Hi, I should start by saying that I am very new to the RNAseq analysis world. I am analyzing a RNAseq data set from a de novo assembly and am having an issue with duplicate annotations. The assembly was done using Trinity by someone other than myself. I was doing the differential expression analysis using DESeq2 in R, using the raw counts as the input for the analysis. The analysis goes pretty smoothly: I extract the contigs that are upregulated in one treatment versus the other and then merge this list of differentially expressed genes with their annotation so I know what they are.
This is where I am having issues.
I have found that contigs that are in the upregulated list are annotated as genes that also match contigs in the downregulated list of the same comparison. So basically, the same gene is in the upregulated and downregulated lists. And this happens with more than one gene.

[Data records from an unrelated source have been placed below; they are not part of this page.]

//! Alert system for displaying success and error messages to users.
//!
//! Alerts are rendered as HTML fragments that htmx swaps into the
//! `#alert-container` element defined in [crate::html::base].

use axum::response::{IntoResponse, Response};
use maud::{Markup, html};

/// An alert message to show at the bottom of the page.
#[derive(Debug, Clone, PartialEq)]
pub enum Alert {
    /// The action worked.
    Success {
        /// The headline of the alert.
        message: String,
        /// A longer explanation shown under the headline.
        details: String,
    },
    /// The action failed.
    Error {
        /// The headline of the alert.
        message: String,
        /// What went wrong and how to fix it.
        details: String,
    },
    /// The action failed and there is nothing more to explain.
    ErrorSimple {
        /// The headline of the alert.
        message: String,
    },
}

impl Alert {
    /// Render the alert as an HTML fragment.
    pub fn into_html(self) -> Markup {
        let (container_style, message, details) = match self {
            Alert::Success { message, details } => (
                "p-4 mb-4 text-sm text-green-800 rounded-lg bg-green-50 \
                dark:bg-gray-800 dark:text-green-400",
                message,
                details,
            ),
            Alert::Error { message, details } => (
                "p-4 mb-4 text-sm text-red-800 rounded-lg bg-red-50 \
                dark:bg-gray-800 dark:text-red-400",
                message,
                details,
            ),
            Alert::ErrorSimple { message } => (
                "p-4 mb-4 text-sm text-red-800 rounded-lg bg-red-50 \
                dark:bg-gray-800 dark:text-red-400",
                message,
                String::new(),
            ),
        };

        // Template adapted from https://flowbite.com/docs/components/alerts/
        html!(
            div
                role="alert"
                class=(container_style)
                onclick="this.remove()"
            {
                span class="font-medium" { (message) }

                @if !details.is_empty() {
                    p { (details) }
                }
            }
        )
    }
}

impl IntoResponse for Alert {
    fn into_response(self) -> Response {
        self.into_html().into_response()
    }
}
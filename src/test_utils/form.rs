use scraper::{ElementRef, Html, Selector};

#[track_caller]
pub(crate) fn must_get_form(html: &Html) -> ElementRef<'_> {
    html.select(&Selector::parse("form").unwrap())
        .next()
        .expect("No form found")
}

#[track_caller]
pub(crate) fn assert_hx_endpoint(form: &ElementRef<'_>, endpoint: &str, attribute: &str) {
    let hx_post = form
        .value()
        .attr(attribute)
        .unwrap_or_else(|| panic!("{attribute} attribute missing"));

    assert_eq!(
        hx_post, endpoint,
        "want form with attribute {attribute}=\"{endpoint}\", got {hx_post:?}"
    );
}

#[track_caller]
pub(crate) fn assert_form_input(form: &ElementRef<'_>, name: &str, type_: &str) {
    for input in form.select(&Selector::parse("input").unwrap()) {
        let input_name = input.value().attr("name").unwrap_or_default();

        if input_name == name {
            let input_type = input.value().attr("type").unwrap_or_default();
            let input_required = input.value().attr("required");

            assert_eq!(
                input_type, type_,
                "want input with type \"{type_}\", got {input_type:?}"
            );

            assert!(
                input_required.is_some(),
                "want input with name {name} to have the required attribute but got none"
            );

            return;
        }
    }

    panic!("No input found with name \"{name}\" and type \"{type_}\"");
}

#[track_caller]
pub(crate) fn assert_form_input_with_value(
    form: &ElementRef<'_>,
    name: &str,
    type_: &str,
    value: &str,
) {
    for input in form.select(&Selector::parse("input").unwrap()) {
        let input_name = input.value().attr("name").unwrap_or_default();

        if input_name == name {
            let input_type = input.value().attr("type").unwrap_or_default();
            let input_value = input.value().attr("value").unwrap_or_default();
            let input_required = input.value().attr("required");

            assert_eq!(
                input_type, type_,
                "want input with type \"{type_}\", got {input_type:?}"
            );
            assert_eq!(
                input_value, value,
                "want input with value \"{value}\", got {input_value:?}"
            );
            assert!(
                input_required.is_some(),
                "want input with name {name} to have the required attribute but got none"
            );

            return;
        }
    }

    panic!("No input found with name \"{name}\" and type \"{type_}\"");
}

#[track_caller]
pub(crate) fn assert_form_submit_button_with_text(form: &ElementRef<'_>, text: &str) {
    let submit_button = form
        .select(&Selector::parse("button").unwrap())
        .next()
        .expect("No button found");

    assert_eq!(
        submit_button.value().attr("type").unwrap_or_default(),
        "submit",
        "want submit button with type=\"submit\""
    );
    let got_text = submit_button.text().collect::<Vec<_>>().join("");
    let got_text = got_text.trim();
    assert_eq!(text, got_text);
}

I have inherited this data set and I don't know if it was trimmed for duplicate contigs and so I am doing that as we speak. However, I know of a few instances where two different contigs align to disjunct regions of the same gene; this is not something that would be solved by removing addressing duplicate contigs, correct?
So my questions for the forum are these:
Would it be valid to add the counts for all of the contigs that map to the same gene, so that there is only one count value per treatment for that gene? Why or why not?
Or are these different isoforms of the same gene and thus should be kept separate? Is there a way to confirm this is the case?
What other solutions exist to solve this issue (multiple contigs matching the same gene)? Or is this an acceptable occurrence in RNAseq?
Also, if you have references that corroborate your answer, listing those would be greatly appreciated. Thanks in advance for your help!